*ASSIGNED TASK*. Using the data below, output the first line and every line after it up to and including the line containing "remote dictionary endpoint", exactly as written and with nothing added.

[RECORD EXTRACTS]

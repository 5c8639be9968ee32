//! Game language
//!
//! Each language carries its own word list, conundrum answers and alphabet.

use serde::{Deserialize, Serialize};
use std::fmt;
use std::str::FromStr;

/// Supported dictionary languages
#[derive(Debug, Clone, Copy, PartialEq, Eq, Hash, Default, Serialize, Deserialize)]
#[serde(rename_all = "lowercase")]
pub enum Language {
    #[default]
    English,
    French,
}

/// Error type for unrecognized language codes
#[derive(Debug, Clone, PartialEq, Eq)]
pub struct LanguageError(pub String);

impl fmt::Display for LanguageError {
    fn fmt(&self, f: &mut fmt::Formatter<'_>) -> fmt::Result {
        write!(f, "Unknown language '{}' (expected 'en' or 'fr')", self.0)
    }
}

impl std::error::Error for LanguageError {}

impl Language {
    pub const ALL: [Self; 2] = [Self::English, Self::French];

    /// Two-letter code used by the remote dictionary endpoint
    #[must_use]
    pub const fn code(self) -> &'static str {
        match self {
            Self::English => "en",
            Self::French => "fr",
        }
    }

    /// Check whether a lowercase letter belongs to this language's alphabet
    ///
    /// French additionally accepts the accented Latin-1 range `à`..=`ÿ`.
    #[must_use]
    pub fn is_letter(self, c: char) -> bool {
        match self {
            Self::English => c.is_ascii_lowercase(),
            Self::French => c.is_ascii_lowercase() || (('à'..='ÿ').contains(&c) && c != '÷'),
        }
    }

    /// Check whether every character of a lowercase word is in the alphabet
    #[must_use]
    pub fn is_in_alphabet(self, word: &str) -> bool {
        !word.is_empty() && word.chars().all(|c| self.is_letter(c))
    }
}

impl fmt::Display for Language {
    fn fmt(&self, f: &mut fmt::Formatter<'_>) -> fmt::Result {
        f.write_str(self.code())
    }
}

impl FromStr for Language {
    type Err = LanguageError;

    fn from_str(s: &str) -> Result<Self, Self::Err> {
        match s.trim().to_lowercase().as_str() {
            "en" | "english" => Ok(Self::English),
            "fr" | "french" | "français" | "francais" => Ok(Self::French),
            other => Err(LanguageError(other.to_string())),
        }
    }
}

/// Replace French accented vowels and cedilla with their bare letters
///
/// Only the lowercase forms are mapped; callers lowercase first.
#[must_use]
pub fn strip_accents(word: &str) -> String {
    word.chars()
        .map(|c| match c {
            'à' | 'á' | 'â' | 'ã' | 'ä' | 'å' => 'a',
            'è' | 'é' | 'ê' | 'ë' => 'e',
            'ì' | 'í' | 'î' | 'ï' => 'i',
            'ò' | 'ó' | 'ô' | 'õ' | 'ö' => 'o',
            'ù' | 'ú' | 'û' | 'ü' => 'u',
            'ç' => 'c',
            other => other,
        })
        .collect()
}

#[cfg(test)]
mod tests {
    use super::*;

    #[test]
    fn parse_codes_and_names() {
        assert_eq!("en".parse::<Language>(), Ok(Language::English));
        assert_eq!("FR".parse::<Language>(), Ok(Language::French));
        assert_eq!("French".parse::<Language>(), Ok(Language::French));
        assert!("de".parse::<Language>().is_err());
    }

    #[test]
    fn display_uses_code() {
        assert_eq!(Language::English.to_string(), "en");
        assert_eq!(Language::French.to_string(), "fr");
    }

    #[test]
    fn strip_accents_maps_vowels_and_cedilla() {
        assert_eq!(strip_accents("été"), "ete");
        assert_eq!(strip_accents("garçon"), "garcon");
        assert_eq!(strip_accents("forêt"), "foret");
        assert_eq!(strip_accents("àáâãäå"), "aaaaaa");
        assert_eq!(strip_accents("ìíîïòóôõöùúûü"), "iiiiooooouuuu");
    }

    #[test]
    fn strip_accents_leaves_plain_words() {
        assert_eq!(strip_accents("maison"), "maison");
        assert_eq!(strip_accents(""), "");
    }

    #[test]
    fn french_alphabet_allows_accents() {
        assert!(Language::French.is_in_alphabet("pâtissier"));
        assert!(!Language::English.is_in_alphabet("pâtissier"));
        assert!(Language::English.is_in_alphabet("chocolate"));
    }

    #[test]
    fn alphabet_rejects_digits_and_divide_sign() {
        assert!(!Language::French.is_in_alphabet("abc1"));
        assert!(!Language::French.is_in_alphabet("a÷b"));
        assert!(!Language::English.is_in_alphabet(""));
    }
}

[/RECORD EXTRACTS]

*SOLVED EXERCISE*.
repository 5c8639be9968ee32
//! Game language
//!
//! Each language carries its own word list, conundrum answers and alphabet.

use serde::{Deserialize, Serialize};
use std::fmt;
use std::str::FromStr;

/// Supported dictionary languages
#[derive(Debug, Clone, Copy, PartialEq, Eq, Hash, Default, Serialize, Deserialize)]
#[serde(rename_all = "lowercase")]
pub enum Language {
    #[default]
    English,
    French,
}

/// Error type for unrecognized language codes
#[derive(Debug, Clone, PartialEq, Eq)]
pub struct LanguageError(pub String);

impl fmt::Display for LanguageError {
    fn fmt(&self, f: &mut fmt::Formatter<'_>) -> fmt::Result {
        write!(f, "Unknown language '{}' (expected 'en' or 'fr')", self.0)
    }
}

impl std::error::Error for LanguageError {}

impl Language {
    pub const ALL: [Self; 2] = [Self::English, Self::French];

    /// Two-letter code used by the remote dictionary endpoint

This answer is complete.